**THE TASK:** How many lines below include the word "reelwatch"? State that number and nothing else.

(Saved entries)

________

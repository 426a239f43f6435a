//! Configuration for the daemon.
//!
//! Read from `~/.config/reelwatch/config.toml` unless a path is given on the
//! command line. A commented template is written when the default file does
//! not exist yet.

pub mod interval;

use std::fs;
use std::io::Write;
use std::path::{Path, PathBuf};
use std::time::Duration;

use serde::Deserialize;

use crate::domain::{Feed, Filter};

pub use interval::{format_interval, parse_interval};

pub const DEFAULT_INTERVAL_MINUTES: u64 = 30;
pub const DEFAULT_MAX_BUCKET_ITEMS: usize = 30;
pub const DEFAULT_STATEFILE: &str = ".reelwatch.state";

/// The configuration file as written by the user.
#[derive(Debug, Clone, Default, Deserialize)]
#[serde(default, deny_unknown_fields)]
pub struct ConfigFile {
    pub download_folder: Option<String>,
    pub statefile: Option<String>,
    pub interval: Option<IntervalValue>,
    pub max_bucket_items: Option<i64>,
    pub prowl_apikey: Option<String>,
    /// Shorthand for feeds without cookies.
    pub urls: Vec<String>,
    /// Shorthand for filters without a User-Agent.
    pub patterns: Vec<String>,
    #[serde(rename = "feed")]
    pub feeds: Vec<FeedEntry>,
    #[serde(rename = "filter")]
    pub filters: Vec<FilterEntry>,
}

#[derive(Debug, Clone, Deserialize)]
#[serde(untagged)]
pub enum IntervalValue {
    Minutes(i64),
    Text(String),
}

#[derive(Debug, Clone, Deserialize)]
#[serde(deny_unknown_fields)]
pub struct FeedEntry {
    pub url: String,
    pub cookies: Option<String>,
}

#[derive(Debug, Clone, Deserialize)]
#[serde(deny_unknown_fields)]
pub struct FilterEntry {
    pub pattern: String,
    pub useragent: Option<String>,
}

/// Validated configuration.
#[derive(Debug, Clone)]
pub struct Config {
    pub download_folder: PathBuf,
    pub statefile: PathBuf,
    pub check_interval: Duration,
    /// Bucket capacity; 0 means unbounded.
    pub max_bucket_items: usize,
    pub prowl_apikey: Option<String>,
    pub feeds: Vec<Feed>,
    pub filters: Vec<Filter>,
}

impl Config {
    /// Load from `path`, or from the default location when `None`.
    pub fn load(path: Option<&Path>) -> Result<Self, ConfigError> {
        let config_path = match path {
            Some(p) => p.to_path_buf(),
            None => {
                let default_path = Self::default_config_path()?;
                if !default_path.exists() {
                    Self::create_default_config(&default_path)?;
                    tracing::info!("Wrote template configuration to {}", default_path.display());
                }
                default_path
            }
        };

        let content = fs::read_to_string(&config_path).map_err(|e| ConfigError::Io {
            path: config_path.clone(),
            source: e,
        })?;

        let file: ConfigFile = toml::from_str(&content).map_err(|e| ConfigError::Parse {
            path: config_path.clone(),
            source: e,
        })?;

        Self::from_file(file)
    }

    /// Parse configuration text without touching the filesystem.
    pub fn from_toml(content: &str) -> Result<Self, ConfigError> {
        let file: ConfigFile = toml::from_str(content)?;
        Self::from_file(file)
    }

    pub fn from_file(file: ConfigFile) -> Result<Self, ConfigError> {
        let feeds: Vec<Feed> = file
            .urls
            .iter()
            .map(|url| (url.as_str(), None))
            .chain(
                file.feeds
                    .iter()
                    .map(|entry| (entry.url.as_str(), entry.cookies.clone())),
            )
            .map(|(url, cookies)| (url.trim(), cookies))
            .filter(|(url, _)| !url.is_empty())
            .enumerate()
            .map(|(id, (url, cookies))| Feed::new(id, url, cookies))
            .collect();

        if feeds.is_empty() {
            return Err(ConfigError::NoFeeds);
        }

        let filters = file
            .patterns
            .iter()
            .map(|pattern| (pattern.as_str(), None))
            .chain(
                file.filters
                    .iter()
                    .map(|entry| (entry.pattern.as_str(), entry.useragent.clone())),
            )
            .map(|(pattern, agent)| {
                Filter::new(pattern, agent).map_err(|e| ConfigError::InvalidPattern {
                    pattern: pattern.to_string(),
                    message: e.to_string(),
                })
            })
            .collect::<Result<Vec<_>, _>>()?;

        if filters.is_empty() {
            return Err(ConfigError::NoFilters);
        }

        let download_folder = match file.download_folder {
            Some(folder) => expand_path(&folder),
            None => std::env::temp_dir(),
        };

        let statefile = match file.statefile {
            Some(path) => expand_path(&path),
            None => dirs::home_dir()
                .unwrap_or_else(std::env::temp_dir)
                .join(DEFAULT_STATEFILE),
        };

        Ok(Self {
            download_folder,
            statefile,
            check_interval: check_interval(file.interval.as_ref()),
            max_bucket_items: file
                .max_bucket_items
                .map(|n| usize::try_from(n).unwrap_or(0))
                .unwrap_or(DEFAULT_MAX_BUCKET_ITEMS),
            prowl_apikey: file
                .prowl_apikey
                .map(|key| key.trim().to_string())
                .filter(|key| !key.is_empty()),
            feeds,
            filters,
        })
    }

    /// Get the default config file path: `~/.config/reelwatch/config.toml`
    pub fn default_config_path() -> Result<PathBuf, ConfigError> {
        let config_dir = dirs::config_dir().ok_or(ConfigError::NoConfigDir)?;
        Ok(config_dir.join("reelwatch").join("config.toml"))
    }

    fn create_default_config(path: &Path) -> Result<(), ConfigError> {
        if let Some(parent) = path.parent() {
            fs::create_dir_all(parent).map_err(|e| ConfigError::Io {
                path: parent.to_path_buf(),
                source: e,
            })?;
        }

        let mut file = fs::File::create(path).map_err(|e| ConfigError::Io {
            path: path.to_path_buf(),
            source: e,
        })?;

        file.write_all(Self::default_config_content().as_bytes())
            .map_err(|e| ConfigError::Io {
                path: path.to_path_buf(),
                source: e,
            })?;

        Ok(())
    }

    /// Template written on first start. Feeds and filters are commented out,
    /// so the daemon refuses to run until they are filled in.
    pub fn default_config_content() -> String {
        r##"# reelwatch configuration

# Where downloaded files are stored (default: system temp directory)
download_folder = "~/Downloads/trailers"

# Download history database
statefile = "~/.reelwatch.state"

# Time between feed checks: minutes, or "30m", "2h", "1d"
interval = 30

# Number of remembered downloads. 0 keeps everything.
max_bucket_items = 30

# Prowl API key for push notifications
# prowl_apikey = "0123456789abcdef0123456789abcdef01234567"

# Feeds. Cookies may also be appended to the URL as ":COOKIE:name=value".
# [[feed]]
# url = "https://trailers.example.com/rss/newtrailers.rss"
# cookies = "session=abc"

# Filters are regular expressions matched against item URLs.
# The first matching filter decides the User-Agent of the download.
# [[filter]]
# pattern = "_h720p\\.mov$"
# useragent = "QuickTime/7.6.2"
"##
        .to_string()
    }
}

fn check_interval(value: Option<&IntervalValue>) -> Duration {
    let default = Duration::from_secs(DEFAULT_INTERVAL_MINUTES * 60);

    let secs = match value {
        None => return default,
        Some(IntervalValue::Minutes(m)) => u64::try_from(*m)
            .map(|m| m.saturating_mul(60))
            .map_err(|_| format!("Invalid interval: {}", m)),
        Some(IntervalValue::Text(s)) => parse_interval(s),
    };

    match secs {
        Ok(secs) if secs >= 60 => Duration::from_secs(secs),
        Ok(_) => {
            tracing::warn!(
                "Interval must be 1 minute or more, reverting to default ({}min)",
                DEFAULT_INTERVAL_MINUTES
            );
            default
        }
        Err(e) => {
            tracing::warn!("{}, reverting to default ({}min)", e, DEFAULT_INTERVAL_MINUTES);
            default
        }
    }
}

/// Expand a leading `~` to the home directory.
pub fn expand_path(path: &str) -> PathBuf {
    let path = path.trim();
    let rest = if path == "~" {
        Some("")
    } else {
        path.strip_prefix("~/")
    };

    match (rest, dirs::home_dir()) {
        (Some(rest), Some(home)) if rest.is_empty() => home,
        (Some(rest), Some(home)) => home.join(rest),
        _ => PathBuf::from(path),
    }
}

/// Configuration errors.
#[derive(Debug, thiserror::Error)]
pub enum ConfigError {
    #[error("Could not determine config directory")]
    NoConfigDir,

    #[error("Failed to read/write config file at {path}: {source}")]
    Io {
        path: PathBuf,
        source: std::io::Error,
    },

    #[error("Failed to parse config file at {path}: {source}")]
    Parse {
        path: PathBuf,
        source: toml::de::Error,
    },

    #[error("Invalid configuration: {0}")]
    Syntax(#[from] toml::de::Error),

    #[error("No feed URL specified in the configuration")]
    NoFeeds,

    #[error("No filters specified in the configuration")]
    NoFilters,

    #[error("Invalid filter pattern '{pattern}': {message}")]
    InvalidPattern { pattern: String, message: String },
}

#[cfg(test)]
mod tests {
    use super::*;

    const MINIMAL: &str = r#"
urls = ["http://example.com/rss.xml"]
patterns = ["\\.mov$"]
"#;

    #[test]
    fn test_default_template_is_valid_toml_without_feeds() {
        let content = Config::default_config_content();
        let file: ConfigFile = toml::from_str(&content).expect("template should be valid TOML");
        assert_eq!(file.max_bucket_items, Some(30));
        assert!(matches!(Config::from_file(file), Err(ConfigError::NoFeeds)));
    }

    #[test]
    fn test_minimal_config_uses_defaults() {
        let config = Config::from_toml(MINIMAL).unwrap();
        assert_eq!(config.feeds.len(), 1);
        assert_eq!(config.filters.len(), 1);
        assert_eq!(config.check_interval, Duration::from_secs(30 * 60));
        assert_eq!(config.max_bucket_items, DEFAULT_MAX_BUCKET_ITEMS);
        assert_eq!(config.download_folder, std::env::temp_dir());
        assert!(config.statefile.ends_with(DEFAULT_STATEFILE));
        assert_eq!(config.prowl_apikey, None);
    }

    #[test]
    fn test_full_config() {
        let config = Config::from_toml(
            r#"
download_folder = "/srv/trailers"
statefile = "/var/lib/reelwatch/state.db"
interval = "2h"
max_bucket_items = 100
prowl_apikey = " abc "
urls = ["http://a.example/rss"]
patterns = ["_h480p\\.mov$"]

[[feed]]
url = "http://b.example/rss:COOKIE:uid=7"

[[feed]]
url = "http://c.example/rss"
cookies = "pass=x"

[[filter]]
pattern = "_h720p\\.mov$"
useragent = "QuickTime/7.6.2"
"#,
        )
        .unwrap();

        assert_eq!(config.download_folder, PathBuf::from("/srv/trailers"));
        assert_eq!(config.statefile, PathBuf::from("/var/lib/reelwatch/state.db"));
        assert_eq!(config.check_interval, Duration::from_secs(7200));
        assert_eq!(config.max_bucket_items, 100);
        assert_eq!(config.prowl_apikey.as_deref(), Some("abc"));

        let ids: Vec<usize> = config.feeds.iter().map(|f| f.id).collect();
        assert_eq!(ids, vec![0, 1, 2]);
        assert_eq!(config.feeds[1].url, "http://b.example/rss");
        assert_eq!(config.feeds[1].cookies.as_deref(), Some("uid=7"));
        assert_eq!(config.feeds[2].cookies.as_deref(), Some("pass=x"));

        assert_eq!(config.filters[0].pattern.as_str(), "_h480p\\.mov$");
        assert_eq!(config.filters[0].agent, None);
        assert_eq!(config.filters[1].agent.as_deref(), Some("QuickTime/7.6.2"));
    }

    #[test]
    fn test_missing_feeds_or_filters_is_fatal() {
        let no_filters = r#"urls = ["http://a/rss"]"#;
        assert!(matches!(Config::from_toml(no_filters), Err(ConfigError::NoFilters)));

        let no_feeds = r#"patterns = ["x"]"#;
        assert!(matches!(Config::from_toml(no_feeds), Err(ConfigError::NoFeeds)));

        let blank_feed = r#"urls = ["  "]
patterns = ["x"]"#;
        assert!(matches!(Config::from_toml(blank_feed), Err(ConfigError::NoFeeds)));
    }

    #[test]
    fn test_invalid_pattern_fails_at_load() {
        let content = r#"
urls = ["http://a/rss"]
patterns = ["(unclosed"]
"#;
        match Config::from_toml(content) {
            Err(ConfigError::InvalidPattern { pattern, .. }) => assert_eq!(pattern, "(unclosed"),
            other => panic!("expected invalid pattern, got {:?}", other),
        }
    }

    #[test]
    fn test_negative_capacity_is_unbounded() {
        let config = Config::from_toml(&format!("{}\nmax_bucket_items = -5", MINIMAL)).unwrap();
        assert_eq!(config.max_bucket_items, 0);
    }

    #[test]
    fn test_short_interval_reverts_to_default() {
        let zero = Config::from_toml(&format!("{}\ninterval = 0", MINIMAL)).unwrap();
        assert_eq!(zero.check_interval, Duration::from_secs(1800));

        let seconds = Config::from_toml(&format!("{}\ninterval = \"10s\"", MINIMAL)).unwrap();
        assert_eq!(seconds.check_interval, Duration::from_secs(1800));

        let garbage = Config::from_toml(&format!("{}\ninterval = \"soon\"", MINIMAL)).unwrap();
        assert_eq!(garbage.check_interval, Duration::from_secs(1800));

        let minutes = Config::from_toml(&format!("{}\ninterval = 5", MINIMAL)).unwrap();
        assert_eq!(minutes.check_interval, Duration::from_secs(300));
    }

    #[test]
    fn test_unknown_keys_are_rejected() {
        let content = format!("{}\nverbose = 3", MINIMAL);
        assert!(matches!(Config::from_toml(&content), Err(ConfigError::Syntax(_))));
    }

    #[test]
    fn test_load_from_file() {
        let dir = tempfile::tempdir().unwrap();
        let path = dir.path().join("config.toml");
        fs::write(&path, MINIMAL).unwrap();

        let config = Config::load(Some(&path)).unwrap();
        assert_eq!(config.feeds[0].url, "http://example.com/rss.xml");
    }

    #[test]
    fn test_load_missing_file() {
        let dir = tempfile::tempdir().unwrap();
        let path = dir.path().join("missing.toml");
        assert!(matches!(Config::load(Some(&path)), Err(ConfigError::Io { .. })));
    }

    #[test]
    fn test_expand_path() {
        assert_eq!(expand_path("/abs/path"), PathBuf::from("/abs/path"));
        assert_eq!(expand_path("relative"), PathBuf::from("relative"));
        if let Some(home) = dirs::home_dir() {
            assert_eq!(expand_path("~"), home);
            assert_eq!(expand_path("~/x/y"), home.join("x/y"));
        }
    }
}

________

**RESPONSE BELOW:** 8